In the example shown in FIG. 13, the analysis data type may be
predetermined for each analytical purpose. When rules have been
established beforehand for converting columns to a predetermined
analysis data type, the analysis schema extracting unit 21 may
convert data types to analysis data types based on these
established rules.
[0089] The analysis schema extracting unit 21 may combine
processing operations described above. For example, conversion
rules for conversion to analysis data types based on data types and
column names may be established beforehand and stored in a storage
unit (not shown). First, the analysis schema extracting unit 21
converts the data types in the extracted schema to analysis data
types all at once in accordance with the conversion rules. Next,
the analysis schema extracting unit 21 outputs the converted
analysis data types based on column names and receives individual
changes in analysis data type. Note that the analysis schema
extracting unit 21 may receive all analysis data type changes
individually. Specifically, the analysis schema extracting unit 21
may receive instructions for analysis data type conversions based
on the columns in the schema, and may perform conversions of data
types in the extracted schema to the received analysis data types
individually.
[0090] FIG. 14 is a diagram used to explain an example of
processing in which an analysis schema is extracted. The two tables
with schema ST3, ST4 in FIG. 14 are both tables containing customer
lists but differ in terms of the schema content (specifically, data
type). For example, because the customer IDs in the 2016 customer
list table ST3 are expressed using numerical values, they are
managed using data type "long" in RDB. Meanwhile, the customer IDs
in the 2001 customer list table ST4 are also expressed using
numerical values, but are managed using data type "int" in RDB due
to differences in version, etc.
[0091] Customer IDs are often the subject of equivalence
(non-equivalence) determination instead of the subject of a
numerical calculation. Therefore, as shown in FIG. 13, the analysis
schema extracting unit 21 converts to an analysis data type so that
customer IDs can be analyzed as categorical values.

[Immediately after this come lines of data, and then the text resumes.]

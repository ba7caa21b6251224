//! A sink that fails on demand.

use crate::errors::SinkError;
use crate::host::{ExecutionContextHandle, HostRuntimeHandle};
use crate::sink::{OutputSink, SinkRecorder, SinkState};
use crate::Record;
use std::collections::HashSet;

/// Where a [`FailingSink`] fails.
#[derive(Debug, Clone, Copy, PartialEq, Eq, Hash)]
pub enum FailurePoint {
    /// `open` returns an error.
    Open,
    /// `write` returns an error once this many records were accepted.
    WriteAfter(usize),
    /// `close` returns an error (the sink still ends up closed).
    Close,
    /// `release` returns an error.
    Release,
    /// `release` panics.
    ReleasePanic,
}

/// A sink that reports into a [`SinkRecorder`] and fails at chosen points.
#[derive(Debug, Default)]
pub struct FailingSink {
    failures: HashSet<FailurePoint>,
    accepted: usize,
    state: SinkState,
    recorder: SinkRecorder,
}

impl FailingSink {
    /// Creates a sink that never fails.
    #[must_use]
    pub fn new() -> Self {
        Self::default()
    }

    /// Adds a failure point.
    #[must_use]
    pub fn failing_at(mut self, point: FailurePoint) -> Self {
        self.failures.insert(point);
        self
    }

    /// Returns the recorder tracking accepted records.
    #[must_use]
    pub fn recorder(&self) -> SinkRecorder {
        self.recorder.clone()
    }

    fn write_limit(&self) -> Option<usize> {
        self.failures.iter().find_map(|point| match point {
            FailurePoint::WriteAfter(limit) => Some(*limit),
            _ => None,
        })
    }
}

impl OutputSink for FailingSink {
    fn kind(&self) -> &'static str {
        "failing"
    }

    fn bind_host_runtime(&mut self, _host: Option<HostRuntimeHandle>) {}

    fn bind_execution_context(&mut self, _context: Option<ExecutionContextHandle>) {}

    fn open(&mut self) -> Result<(), SinkError> {
        if self.failures.contains(&FailurePoint::Open) {
            return Err(SinkError::host("destination unavailable"));
        }
        Ok(())
    }

    fn write(&mut self, record: Record) -> Result<(), SinkError> {
        self.state.ensure_writable(self.kind())?;
        if self.write_limit().is_some_and(|limit| self.accepted >= limit) {
            return Err(SinkError::host("write failed"));
        }
        self.accepted += 1;
        self.recorder.push(record);
        Ok(())
    }

    fn close(&mut self) -> Result<(), SinkError> {
        if !self.state.begin_close() {
            return Ok(());
        }
        if self.failures.contains(&FailurePoint::Close) {
            return Err(SinkError::Io(std::io::Error::new(
                std::io::ErrorKind::BrokenPipe,
                "flush failed",
            )));
        }
        Ok(())
    }

    fn is_closed(&self) -> bool {
        self.state.is_closed()
    }

    fn release(&mut self) -> Result<(), SinkError> {
        if self.failures.contains(&FailurePoint::ReleasePanic) {
            panic!("release exploded");
        }
        if self.failures.contains(&FailurePoint::Release) {
            return Err(SinkError::host("handle already gone"));
        }
        Ok(())
    }
}
//! Registry of release steps executed once, in LIFO order.

use parking_lot::Mutex;
use std::fmt::Display;
use std::sync::atomic::{AtomicBool, Ordering};
use tracing::warn;

type ReleaseStep = Box<dyn FnOnce() -> Result<(), String> + Send>;

/// Registry for release steps executed in LIFO order.
///
/// Steps run at most once. A failing or panicking step is recorded and the
/// remaining steps still run.
#[derive(Default)]
pub struct ReleaseRegistry {
    steps: Mutex<Vec<(String, ReleaseStep)>>,
    drained: AtomicBool,
}

impl ReleaseRegistry {
    /// Creates a new registry.
    #[must_use]
    pub fn new() -> Self {
        Self::default()
    }

    /// Registers a release step.
    ///
    /// Registering after the registry has been drained runs the step
    /// immediately so the resource is not leaked. The outcome of that run
    /// is returned; `None` means the step was queued.
    pub fn register<F, E>(&self, name: impl Into<String>, step: F) -> Option<Result<(), String>>
    where
        F: FnOnce() -> Result<(), E> + Send + 'static,
        E: Display,
    {
        let name = name.into();
        let boxed: ReleaseStep = Box::new(move || step().map_err(|err| err.to_string()));

        let mut steps = self.steps.lock();
        if self.drained.load(Ordering::SeqCst) {
            drop(steps);
            return Some(run_step(&name, boxed));
        }
        steps.push((name, boxed));
        None
    }

    /// Returns the number of pending steps.
    #[must_use]
    pub fn pending_count(&self) -> usize {
        self.steps.lock().len()
    }

    /// Runs all pending steps in LIFO order.
    ///
    /// Returns the names of completed steps and the failed steps with their
    /// messages.
    pub fn run_all(&self) -> (Vec<String>, Vec<(String, String)>) {
        self.drained.store(true, Ordering::SeqCst);
        let steps = std::mem::take(&mut *self.steps.lock());
        run_steps(steps)
    }
}

/// Runs a single named step, catching errors and panics.
pub(crate) fn run_step<F>(name: &str, step: F) -> Result<(), String>
where
    F: FnOnce() -> Result<(), String>,
{
    match std::panic::catch_unwind(std::panic::AssertUnwindSafe(step)) {
        Ok(Ok(())) => Ok(()),
        Ok(Err(msg)) => {
            warn!(step = %name, error = %msg, "Release step failed");
            Err(msg)
        }
        Err(panic) => {
            let msg = panic_message(panic.as_ref());
            warn!(step = %name, error = %msg, "Release step panicked");
            Err(msg)
        }
    }
}

fn run_steps(steps: Vec<(String, ReleaseStep)>) -> (Vec<String>, Vec<(String, String)>) {
    let mut completed = Vec::new();
    let mut failed = Vec::new();

    for (name, step) in steps.into_iter().rev() {
        match run_step(&name, step) {
            Ok(()) => completed.push(name),
            Err(msg) => failed.push((name, msg)),
        }
    }

    (completed, failed)
}

fn panic_message(panic: &(dyn std::any::Any + Send)) -> String {
    if let Some(msg) = panic.downcast_ref::<&str>() {
        format!("panicked: {msg}")
    } else if let Some(msg) = panic.downcast_ref::<String>() {
        format!("panicked: {msg}")
    } else {
        "panicked".to_string()
    }
}

impl std::fmt::Debug for ReleaseRegistry {
    fn fmt(&self, f: &mut std::fmt::Formatter<'_>) -> std::fmt::Result {
        f.debug_struct("ReleaseRegistry")
            .field("pending_count", &self.pending_count())
            .field("drained", &self.drained.load(Ordering::SeqCst))
            .finish()
    }
}
//! A processor that records every hook call.

use crate::context::PipelineContext;
use crate::errors::{RecordflowError, Result};
use crate::pipeline::RecordProcessor;
use crate::release::ReleaseRegistry;
use crate::sink::OutputSink;
use crate::Record;
use parking_lot::Mutex;
use std::sync::Arc;

/// A hook invocation seen by a [`RecordingProcessor`].
#[derive(Debug, Clone, PartialEq)]
pub enum ProcessorCall {
    /// `begin` ran.
    Begin,
    /// `process` ran with this record.
    Process(Record),
    /// `end` ran.
    End,
    /// The release step registered in `begin` ran.
    ReleaseStep,
    /// The processor's own `release` hook ran.
    Released,
}

/// Records hook calls and writes each record `fan_out` times.
#[derive(Debug, Clone)]
pub struct RecordingProcessor {
    calls: Arc<Mutex<Vec<ProcessorCall>>>,
    fan_out: usize,
    fail_at: Option<usize>,
    seen: usize,
}

impl Default for RecordingProcessor {
    fn default() -> Self {
        Self {
            calls: Arc::default(),
            fan_out: 1,
            fail_at: None,
            seen: 0,
        }
    }
}

impl RecordingProcessor {
    /// Creates a processor writing each record once.
    #[must_use]
    pub fn new() -> Self {
        Self::default()
    }

    /// Writes each record `fan_out` times (zero drops records).
    #[must_use]
    pub const fn with_fan_out(mut self, fan_out: usize) -> Self {
        self.fan_out = fan_out;
        self
    }

    /// Fails on the record with this zero-based index.
    #[must_use]
    pub const fn failing_at(mut self, index: usize) -> Self {
        self.fail_at = Some(index);
        self
    }

    /// Returns all recorded calls.
    #[must_use]
    pub fn calls(&self) -> Vec<ProcessorCall> {
        self.calls.lock().clone()
    }
}

impl RecordProcessor for RecordingProcessor {
    fn begin(&mut self, _context: &PipelineContext, releases: &ReleaseRegistry) -> Result<()> {
        self.calls.lock().push(ProcessorCall::Begin);
        let calls = self.calls.clone();
        releases.register("recording-processor", move || {
            calls.lock().push(ProcessorCall::ReleaseStep);
            Ok::<(), String>(())
        });
        Ok(())
    }

    fn process(
        &mut self,
        _context: &PipelineContext,
        record: Record,
        sink: &mut dyn OutputSink,
    ) -> Result<()> {
        let index = self.seen;
        self.seen += 1;
        self.calls.lock().push(ProcessorCall::Process(record.clone()));

        if self.fail_at == Some(index) {
            return Err(RecordflowError::processing_failed(format!("record {index} rejected")));
        }
        for _ in 0..self.fan_out {
            sink.write(record.clone())?;
        }
        Ok(())
    }

    fn end(&mut self, _context: &PipelineContext, _sink: &mut dyn OutputSink) -> Result<()> {
        self.calls.lock().push(ProcessorCall::End);
        Ok(())
    }

    fn release(&mut self) -> Result<()> {
        self.calls.lock().push(ProcessorCall::Released);
        Ok(())
    }
}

[0092] First, the analysis schema extracting unit 21 extracts
schema SC2 and SC3 from tables with schema ST3 and ST4,
respectively. The analysis schema extracting unit 21 then creates
schema SC4 in which the data type in each column is converted to an
analysis data type based on the conversion rules in FIG. 13.
[0093] The table/analysis schema management DB 31 associates the
analysis schema with the table and stores the association. For
example, the table/analysis schema management DB 31 can associate
the analysis schema name with the table name and store the
association. The method used by the table/analysis schema
management DB 31 to store the analysis schema name with the table
name and store the association is the same as that used by the
table/schema management DB 30 in the first embodiment.

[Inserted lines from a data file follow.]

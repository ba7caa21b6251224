//! Option groups and the merge rule.

use serde::{Deserialize, Serialize};
use std::fmt;
use std::path::PathBuf;
use std::str::FromStr;

/// Default JSON indentation when none is configured.
pub const DEFAULT_JSON_INDENT: u8 = 2;

/// Largest accepted JSON indentation.
pub const MAX_JSON_INDENT: u8 = 4;

/// Serialization format for sink output.
#[derive(Debug, Clone, Copy, PartialEq, Eq, Hash, Default, Serialize, Deserialize)]
#[serde(rename_all = "lowercase")]
pub enum OutputFormat {
    /// Records are emitted as-is.
    #[default]
    #[serde(alias = "None")]
    None,
    /// A single JSON array document.
    #[serde(alias = "Json", alias = "JSON")]
    Json,
    /// A single YAML sequence document.
    #[serde(alias = "Yaml", alias = "YAML")]
    Yaml,
}

impl FromStr for OutputFormat {
    type Err = String;

    fn from_str(s: &str) -> Result<Self, Self::Err> {
        match s.trim().to_ascii_lowercase().as_str() {
            "none" | "" => Ok(Self::None),
            "json" => Ok(Self::Json),
            "yaml" | "yml" => Ok(Self::Yaml),
            other => Err(format!("unknown output format '{other}'")),
        }
    }
}

impl fmt::Display for OutputFormat {
    fn fmt(&self, f: &mut fmt::Formatter<'_>) -> fmt::Result {
        let name = match self {
            Self::None => "none",
            Self::Json => "json",
            Self::Yaml => "yaml",
        };
        f.write_str(name)
    }
}

/// Text encoding for serialized output.
#[derive(Debug, Clone, Copy, PartialEq, Eq, Hash, Default, Serialize, Deserialize)]
#[serde(rename_all = "snake_case")]
pub enum OutputEncoding {
    /// Platform default, which is UTF-8 without a byte order mark.
    #[default]
    #[serde(alias = "Default")]
    Default,
    /// UTF-8 without a byte order mark.
    #[serde(alias = "UTF8", alias = "utf-8")]
    Utf8,
    /// UTF-8 with a byte order mark.
    #[serde(alias = "UTF8BOM")]
    Utf8Bom,
    /// UTF-16 little endian with a byte order mark.
    #[serde(alias = "Unicode")]
    Unicode,
    /// 7-bit ASCII; other characters become `?`.
    #[serde(alias = "ASCII")]
    Ascii,
}

impl FromStr for OutputEncoding {
    type Err = String;

    fn from_str(s: &str) -> Result<Self, Self::Err> {
        match s.trim().to_ascii_lowercase().replace('-', "").as_str() {
            "default" | "" => Ok(Self::Default),
            "utf8" => Ok(Self::Utf8),
            "utf8bom" | "utf8_bom" => Ok(Self::Utf8Bom),
            "unicode" | "utf16" => Ok(Self::Unicode),
            "ascii" => Ok(Self::Ascii),
            other => Err(format!("unknown output encoding '{other}'")),
        }
    }
}

/// The "output" option group.
///
/// Every field is optional so a partial configuration can be told apart
/// from one that explicitly sets a value.
#[derive(Debug, Clone, Default, PartialEq, Eq, Serialize, Deserialize)]
pub struct OutputOptions {
    /// Destination file path. Unset means output goes to the host.
    #[serde(default, skip_serializing_if = "Option::is_none")]
    pub path: Option<PathBuf>,
    /// Serialization format.
    #[serde(default, skip_serializing_if = "Option::is_none")]
    pub format: Option<OutputFormat>,
    /// Text encoding for serialized output.
    #[serde(default, skip_serializing_if = "Option::is_none")]
    pub encoding: Option<OutputEncoding>,
    /// JSON indentation in spaces.
    #[serde(default, alias = "jsonIndent", skip_serializing_if = "Option::is_none")]
    pub json_indent: Option<u8>,
}

impl OutputOptions {
    /// Creates an empty output group.
    #[must_use]
    pub fn new() -> Self {
        Self::default()
    }

    /// Sets the output path.
    #[must_use]
    pub fn with_path(mut self, path: impl Into<PathBuf>) -> Self {
        self.path = Some(path.into());
        self
    }

    /// Sets the output format.
    #[must_use]
    pub const fn with_format(mut self, format: OutputFormat) -> Self {
        self.format = Some(format);
        self
    }

    /// Sets the output encoding.
    #[must_use]
    pub const fn with_encoding(mut self, encoding: OutputEncoding) -> Self {
        self.encoding = Some(encoding);
        self
    }

    /// Sets the JSON indentation.
    #[must_use]
    pub const fn with_json_indent(mut self, indent: u8) -> Self {
        self.json_indent = Some(indent);
        self
    }

    /// Merges `other` into `self`; fields set in `other` win.
    pub fn merge(&mut self, other: &Self) {
        if let Some(ref path) = other.path {
            self.path = Some(path.clone());
        }
        if other.format.is_some() {
            self.format = other.format;
        }
        if other.encoding.is_some() {
            self.encoding = other.encoding;
        }
        if other.json_indent.is_some() {
            self.json_indent = other.json_indent;
        }
    }

    /// Returns the resolved format.
    #[must_use]
    pub fn resolved_format(&self) -> OutputFormat {
        self.format.unwrap_or_default()
    }

    /// Returns the resolved encoding.
    #[must_use]
    pub fn resolved_encoding(&self) -> OutputEncoding {
        self.encoding.unwrap_or_default()
    }

    /// Returns the resolved JSON indentation.
    #[must_use]
    pub fn resolved_json_indent(&self) -> u8 {
        self.json_indent.unwrap_or(DEFAULT_JSON_INDENT)
    }

    /// Returns true if no field is set.
    #[must_use]
    pub const fn is_empty(&self) -> bool {
        self.path.is_none()
            && self.format.is_none()
            && self.encoding.is_none()
            && self.json_indent.is_none()
    }
}

/// A (possibly partial) pipeline configuration.
///
/// Only the `output` group is interpreted here. Every other top-level group
/// is kept verbatim in `extra` for collaborators that understand it.
#[derive(Debug, Clone, Default, PartialEq, Serialize, Deserialize)]
pub struct PipelineOptions {
    /// The output option group.
    #[serde(default, skip_serializing_if = "OutputOptions::is_empty")]
    pub output: OutputOptions,
    /// Uninterpreted option groups.
    #[serde(flatten)]
    pub extra: serde_json::Map<String, serde_json::Value>,
}

impl PipelineOptions {
    /// Creates an empty configuration.
    #[must_use]
    pub fn new() -> Self {
        Self::default()
    }

    /// Sets the output group.
    #[must_use]
    pub fn with_output(mut self, output: OutputOptions) -> Self {
        self.output = output;
        self
    }

    /// Sets an uninterpreted option group.
    #[must_use]
    pub fn with_group(mut self, name: impl Into<String>, value: serde_json::Value) -> Self {
        self.extra.insert(name.into(), value);
        self
    }

    /// Returns an uninterpreted option group.
    #[must_use]
    pub fn group(&self, name: &str) -> Option<&serde_json::Value> {
        self.extra.get(name)
    }

    /// Merges `other` into `self`.
    ///
    /// Output fields merge individually; other groups are replaced per key.
    pub fn merge(&mut self, other: &Self) {
        self.output.merge(&other.output);
        for (key, value) in &other.extra {
            self.extra.insert(key.clone(), value.clone());
        }
    }

    /// Returns true if nothing is set.
    #[must_use]
    pub fn is_empty(&self) -> bool {
        self.output.is_empty() && self.extra.is_empty()
    }
}

#[cfg(test)]
mod tests {
    use super::*;
    use pretty_assertions::assert_eq;

    #[test]
    fn test_merge_last_writer_wins() {
        let mut options = PipelineOptions::new().with_output(
            OutputOptions::new()
                .with_path("a.json")
                .with_format(OutputFormat::Json),
        );
        options.merge(
            &PipelineOptions::new().with_output(OutputOptions::new().with_path("b.json")),
        );

        assert_eq!(options.output.path, Some(PathBuf::from("b.json")));
        assert_eq!(options.output.format, Some(OutputFormat::Json));
        assert_eq!(options.output.encoding, None);
    }

    #[test]
    fn test_merge_sequence_matches_last_setter() {
        let partials = [
            OutputOptions::new().with_json_indent(1),
            OutputOptions::new().with_encoding(OutputEncoding::Ascii),
            OutputOptions::new().with_json_indent(4),
            OutputOptions::new(),
        ];

        let mut merged = OutputOptions::new();
        for partial in &partials {
            merged.merge(partial);
        }

        assert_eq!(merged.json_indent, Some(4));
        assert_eq!(merged.encoding, Some(OutputEncoding::Ascii));
        assert_eq!(merged.path, None);
        assert_eq!(merged.format, None);
    }

    #[test]
    fn test_merge_extra_groups() {
        let mut options = PipelineOptions::new()
            .with_group("rule", serde_json::json!({"include": ["a"]}))
            .with_group("execution", serde_json::json!({"mode": "strict"}));
        options.merge(&PipelineOptions::new().with_group("rule", serde_json::json!({"include": ["b"]})));

        assert_eq!(options.group("rule"), Some(&serde_json::json!({"include": ["b"]})));
        assert_eq!(options.group("execution"), Some(&serde_json::json!({"mode": "strict"})));
    }

    #[test]
    fn test_resolved_defaults() {
        let output = OutputOptions::new();
        assert_eq!(output.resolved_format(), OutputFormat::None);
        assert_eq!(output.resolved_encoding(), OutputEncoding::Default);
        assert_eq!(output.resolved_json_indent(), DEFAULT_JSON_INDENT);
    }

    #[test]
    fn test_default_encoding_is_plain_utf8() {
        let text = "naïve";
        let resolved = OutputOptions::new().resolved_encoding();
        assert_eq!(
            crate::sink::encode_text(text, resolved),
            crate::sink::encode_text(text, OutputEncoding::Utf8)
        );
    }

    #[test]
    fn test_deserialize_passes_through_unknown_groups() {
        let options: PipelineOptions = serde_json::from_value(serde_json::json!({
            "output": {"path": "out.json", "format": "Json", "jsonIndent": 0},
            "configuration": {"token": "abc"}
        }))
        .unwrap();

        assert_eq!(options.output.format, Some(OutputFormat::Json));
        assert_eq!(options.output.json_indent, Some(0));
        assert_eq!(options.group("configuration"), Some(&serde_json::json!({"token": "abc"})));
    }

    #[test]
    fn test_format_from_str() {
        assert_eq!("JSON".parse::<OutputFormat>(), Ok(OutputFormat::Json));
        assert_eq!("yml".parse::<OutputFormat>(), Ok(OutputFormat::Yaml));
        assert!("csv".parse::<OutputFormat>().is_err());
        assert_eq!("UTF-8".parse::<OutputEncoding>(), Ok(OutputEncoding::Utf8));
    }
}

[0094] As in the case of the first embodiment, the analysis process
receiving unit 40 receives creation of an analysis process using
column names defined using an analysis schema. The analysis process
receiving unit 40 then registers the created analysis process in
the analysis schema/analysis process management DB 51.

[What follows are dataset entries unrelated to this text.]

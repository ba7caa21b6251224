//! Serialization and text encoding for buffered sink output.

use crate::config::{OutputEncoding, OutputFormat};
use crate::errors::SinkError;
use crate::Record;
use serde::Serialize;

/// Serializes records into a single document.
///
/// `OutputFormat::None` has no document form of its own and falls back to
/// JSON. An indent of zero produces compact JSON.
pub fn serialize_records(
    records: &[Record],
    format: OutputFormat,
    json_indent: u8,
) -> Result<String, SinkError> {
    match format {
        OutputFormat::Yaml => Ok(serde_yaml::to_string(records)?),
        OutputFormat::Json | OutputFormat::None => to_json(records, json_indent),
    }
}

fn to_json(records: &[Record], indent: u8) -> Result<String, SinkError> {
    if indent == 0 {
        return Ok(serde_json::to_string(records)?);
    }

    let indent = vec![b' '; usize::from(indent)];
    let formatter = serde_json::ser::PrettyFormatter::with_indent(&indent);
    let mut buf = Vec::new();
    let mut serializer = serde_json::Serializer::with_formatter(&mut buf, formatter);
    records.serialize(&mut serializer)?;

    String::from_utf8(buf).map_err(|err| SinkError::Serialization(err.to_string()))
}

/// Encodes text for writing to a byte destination.
#[must_use]
pub fn encode_text(text: &str, encoding: OutputEncoding) -> Vec<u8> {
    match encoding {
        OutputEncoding::Default | OutputEncoding::Utf8 => text.as_bytes().to_vec(),
        OutputEncoding::Utf8Bom => {
            let mut bytes = Vec::with_capacity(text.len() + 3);
            bytes.extend_from_slice(&[0xEF, 0xBB, 0xBF]);
            bytes.extend_from_slice(text.as_bytes());
            bytes
        }
        OutputEncoding::Unicode => {
            let mut bytes = Vec::with_capacity(text.len() * 2 + 2);
            bytes.extend_from_slice(&[0xFF, 0xFE]);
            for unit in text.encode_utf16() {
                bytes.extend_from_slice(&unit.to_le_bytes());
            }
            bytes
        }
        OutputEncoding::Ascii => text
            .chars()
            .map(|c| if c.is_ascii() { c as u8 } else { b'?' })
            .collect(),
    }
}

[0095] The analysis schema/analysis process management DB 51
associates the analysis process with analysis schemas that can be
applied to the analysis process and stores the association. The
method used by the analysis schema/analysis process management DB
51 to associate the analysis process and analysis schema and store
the analysis is the same as that used by the schema/analysis
process management DB 50 in the first embodiment.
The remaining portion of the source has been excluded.